Perturbé, Kakarotto leva les yeux au ciel, voyant son ennemi à la limite de l’attraction de l’astéroïde, presque dans l’espace. Vegeta, le bras tendu vers les profondeurs galactiques, commença à accumuler de l’énergie au creux de sa main. Une sorte de maelström se forma autour de lui, l’épicentre situé dans cette sphère d’énergie qui se développait peu à peu au-dessus du Saiyan. Ses camarades de l’espace 18 observèrent stupéfaits la scène, découvrant cette technique pour le moins inédite. Vegeta de l’univers 13 était tout aussi attentif. Sans doute allait-il découvrir quelques nouveautés chez son homologue ! Cependant, Kakarotto n’avait pas dit son dernier mot :

– Argh… Cracha-t-il. Tant pis, je ne voulais pas utiliser cette attaque stupide, mais tant pis pour ma fierté. Je vais le détruire, c’est tout ce qui compte, je me fiche de la honte. Je vais te réduire en poussières !

Pliant les jambes, il déploya toute son énergie, et adopta une posture bien familière aux membres de plusieurs univers. Une énergie bleue se dessina dans les mains de Kakarotto, placées près de sa hanche droite, et Pan de l’espace 18 s’exclama, inquiète :

– C’est le Kamehameha ! Il avait dit qu’il connaissait cette technique, mais il disait qu’elle était minable !

– Mais il a bien précisé qu’il la connaissait, nota Gohan. Cela doit lui en coûter de faire appel à ça, mais il n’a plus tellement le choix. Il est trop faible pour continuer un corps à corps, et l’énergie qu’il lui reste suffira à peine à une dernière vague déferlante.

– Ça me remémore mon combat contre Vegeta, la première fois ! se rappela Gokû. Il m’avait lancé son Garric Cannon, et j’avais dû répliquer avec le Kamehameha avec le Kaiôken à pleine puissance ! Je me demande ce qu’il va nous sortir, cette fois.

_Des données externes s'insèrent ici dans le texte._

//! Unit tests for the segment algebra underlying move evaluation.

use hgs_vrptw::matrix::Matrix;
use hgs_vrptw::segment::{DistanceSegment, LoadSegment, TimeWindowSegment};
use rand::{Rng, SeedableRng};
use rand_chacha::ChaCha8Rng;

/// A small asymmetric duration matrix over a depot and four clients.
fn duration_matrix() -> Matrix<i64> {
    Matrix::from_rows(&[
        vec![0, 10, 20, 30, 25],
        vec![12, 0, 8, 19, 14],
        vec![22, 9, 0, 11, 16],
        vec![31, 18, 12, 0, 7],
        vec![24, 15, 17, 6, 0],
    ])
}

/// Per-client time window segments with staggered windows.
fn client_segment(client: usize) -> TimeWindowSegment {
    let service = 5;
    let tw_early = 10 * client as i64;
    let tw_late = 10 * client as i64 + 40;
    let release = if client == 3 { 15 } else { 0 };

    TimeWindowSegment::for_client(client, service, tw_early, tw_late, release)
}

/// Fold a client sequence left to right into one segment.
fn fold(matrix: &Matrix<i64>, clients: &[usize]) -> TimeWindowSegment {
    let mut tws = client_segment(clients[0]);

    for &client in &clients[1..] {
        tws = TimeWindowSegment::merge(matrix, tws, client_segment(client));
    }

    tws
}

#[test]
fn test_merge_accumulates_travel_and_service() {
    let matrix = duration_matrix();

    let first = TimeWindowSegment::for_client(1, 5, 0, 1000, 0);
    let second = TimeWindowSegment::for_client(2, 7, 0, 1000, 0);
    let merged = TimeWindowSegment::merge(&matrix, first, second);

    // 5 service + 8 travel + 7 service, no waiting with wide windows.
    assert_eq!(merged.duration(), 20);
    assert_eq!(merged.segment_time_warp(), 0);
    assert_eq!(merged.total_time_warp(), 0);
}

#[test]
fn test_merge_detects_time_warp() {
    // Client 1 is 5 away from the depot with window [0, 10]; client 2 has
    // window [50, 60] but is 100 time units beyond client 1. The earliest
    // possible arrival there is 5 + 100 = 105, forcing a warp of
    // 105 - 60 = 45.
    let matrix = Matrix::from_rows(&[
        vec![0, 5, 100],
        vec![5, 0, 100],
        vec![100, 100, 0],
    ]);

    let depot = TimeWindowSegment::for_client(0, 0, 0, 1000, 0);
    let first = TimeWindowSegment::for_client(1, 0, 0, 10, 0);
    let second = TimeWindowSegment::for_client(2, 0, 50, 60, 0);

    let head = TimeWindowSegment::merge(&matrix, depot, first);
    let merged = TimeWindowSegment::merge(&matrix, head, second);

    assert_eq!(merged.total_time_warp(), 45);
}

#[test]
fn test_merge_accounts_for_waiting_time() {
    // Client 2 opens long after client 1 closes: the vehicle waits, and
    // the wait shows up in the duration but not as time warp.
    let matrix = Matrix::from_rows(&[vec![0, 5, 5], vec![5, 0, 5], vec![5, 5, 0]]);

    let first = TimeWindowSegment::for_client(1, 0, 0, 10, 0);
    let second = TimeWindowSegment::for_client(2, 0, 100, 200, 0);
    let merged = TimeWindowSegment::merge(&matrix, first, second);

    // Departing at the latest feasible moment 10, arrival is 15; waiting
    // until 100 adds 85 to the earliest schedule.
    assert_eq!(merged.segment_time_warp(), 0);
    assert_eq!(merged.duration(), 5 + 85);
}

#[test]
fn test_total_time_warp_includes_release_time() {
    let tws = TimeWindowSegment::new(1, 1, 10, 3, 0, 20, 50);

    // Release time 50 exceeds the latest start 20, forcing 30 extra warp.
    assert_eq!(tws.segment_time_warp(), 3);
    assert_eq!(tws.total_time_warp(), 33);
}

#[test]
fn test_merge_takes_maximum_release_time() {
    let matrix = duration_matrix();
    let merged = TimeWindowSegment::merge(&matrix, client_segment(3), client_segment(4));

    assert_eq!(merged.release(), 15);
}

#[test]
fn test_merge_is_associative_on_fixed_sequences() {
    let matrix = duration_matrix();

    let a = fold(&matrix, &[1, 2]);
    let b = fold(&matrix, &[3]);
    let c = fold(&matrix, &[4, 0]);

    let left = TimeWindowSegment::merge(&matrix, TimeWindowSegment::merge(&matrix, a, b), c);
    let right = TimeWindowSegment::merge(&matrix, a, TimeWindowSegment::merge(&matrix, b, c));

    assert_eq!(left, right);
}

#[test]
fn test_merge_is_associative_on_random_sequences() {
    let matrix = duration_matrix();
    let mut rng = ChaCha8Rng::seed_from_u64(42);

    for _ in 0..200 {
        let pick = |rng: &mut ChaCha8Rng| -> Vec<usize> {
            let len = rng.gen_range(1..4);
            (0..len).map(|_| rng.gen_range(0..5)).collect()
        };

        let a = fold(&matrix, &pick(&mut rng));
        let b = fold(&matrix, &pick(&mut rng));
        let c = fold(&matrix, &pick(&mut rng));

        let left = TimeWindowSegment::merge(&matrix, TimeWindowSegment::merge(&matrix, a, b), c);
        let right = TimeWindowSegment::merge(&matrix, a, TimeWindowSegment::merge(&matrix, b, c));

        // Associativity must hold field for field, so that arbitrary
        // split points produce identical totals.
        assert_eq!(left, right);
    }
}

#[test]
fn test_merge_matches_whole_sequence_fold() {
    let matrix = duration_matrix();
    let whole = fold(&matrix, &[0, 1, 2, 3, 4]);

    for split in 1..4 {
        let clients: Vec<usize> = vec![0, 1, 2, 3, 4];
        let head = fold(&matrix, &clients[..split]);
        let tail = fold(&matrix, &clients[split..]);

        assert_eq!(TimeWindowSegment::merge(&matrix, head, tail), whole);
    }
}

#[test]
fn test_load_segment_merge_sums_loads() {
    let first = LoadSegment::new(7);
    let second = LoadSegment::new(4);

    assert_eq!(LoadSegment::merge(first, second).load(), 11);
    assert_eq!(LoadSegment::default().load(), 0);
}

#[test]
fn test_distance_segment_merge_adds_connecting_arc() {
    let matrix = duration_matrix();

    let first = DistanceSegment::new(1, 2, 8);
    let second = DistanceSegment::new(3, 4, 7);
    let merged = DistanceSegment::merge(&matrix, first, second);

    // 8 within the first segment, 11 from client 2 to 3, 7 within the
    // second segment.
    assert_eq!(merged.distance(), 26);
}

#[test]
fn test_distance_segment_merge_is_associative() {
    let matrix = duration_matrix();

    let a = DistanceSegment::new(0, 1, 10);
    let b = DistanceSegment::new(2, 2, 0);
    let c = DistanceSegment::new(3, 0, 31);

    let left = DistanceSegment::merge(&matrix, DistanceSegment::merge(&matrix, a, b), c);
    let right = DistanceSegment::merge(&matrix, a, DistanceSegment::merge(&matrix, b, c));

    assert_eq!(left, right);
}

Vegeta, toujours en train de charger son attaque, n’avait même pas pris un air étonné en voyant son adversaire se préparer de la sorte. Il savait que, quoi qu’il fasse, Kakarotto ne reprendrait pas le dessus. En lui montrant cette technique, il pouvait surtout donner à son rival et à Cell, en train de les regarder, un aperçu de ce qui les attendait. La sphère de Ki dans sa main s’illumina, prenant une teinte violette. Kakarotto, aux abois, tendit les bras vers lui avec panique, balançant un gigantesque Kamehameha. Cell nota qu’il était presque de la même puissance que le sien lorsqu’il avait tenté de faire exploser la Terre avec Son Gohan lors du Cell Game, avant de perdre #18. L’énergie du désespoir pouvait révéler bien des surprises. Vegeta, un air impassible sur le visage, observa la vague déferlante se rapprocher de lui, puis lança sa boule d’énergie avec force sur Kakarotto en s’écriant :

– Prends ça !

La boule violette fonça sur le Kamehameha de Kakarotto, tourbillonnant telle une toupie, et frappa le jet d’énergie bleue de plein fouet. Ce dernier n’arrêta pas sa course pour autant, et avala l’attaque de Vegeta, continuant sa route vers l’ancien prince. Kakarotto sourit tandis que Pan tremblait, mais c’est alors que la vague déferlante, au moment de toucher Vegeta, se divisa en deux, passant autour du Saiyan immobile qui gardait les yeux fixés sur son ennemi. Vegeta de l’Univers 13 s’écria, stupéfait :

– Mais… Qu’est-ce qu’il a fait ? Je n’ai pas compris ce qu’il vient de se produire !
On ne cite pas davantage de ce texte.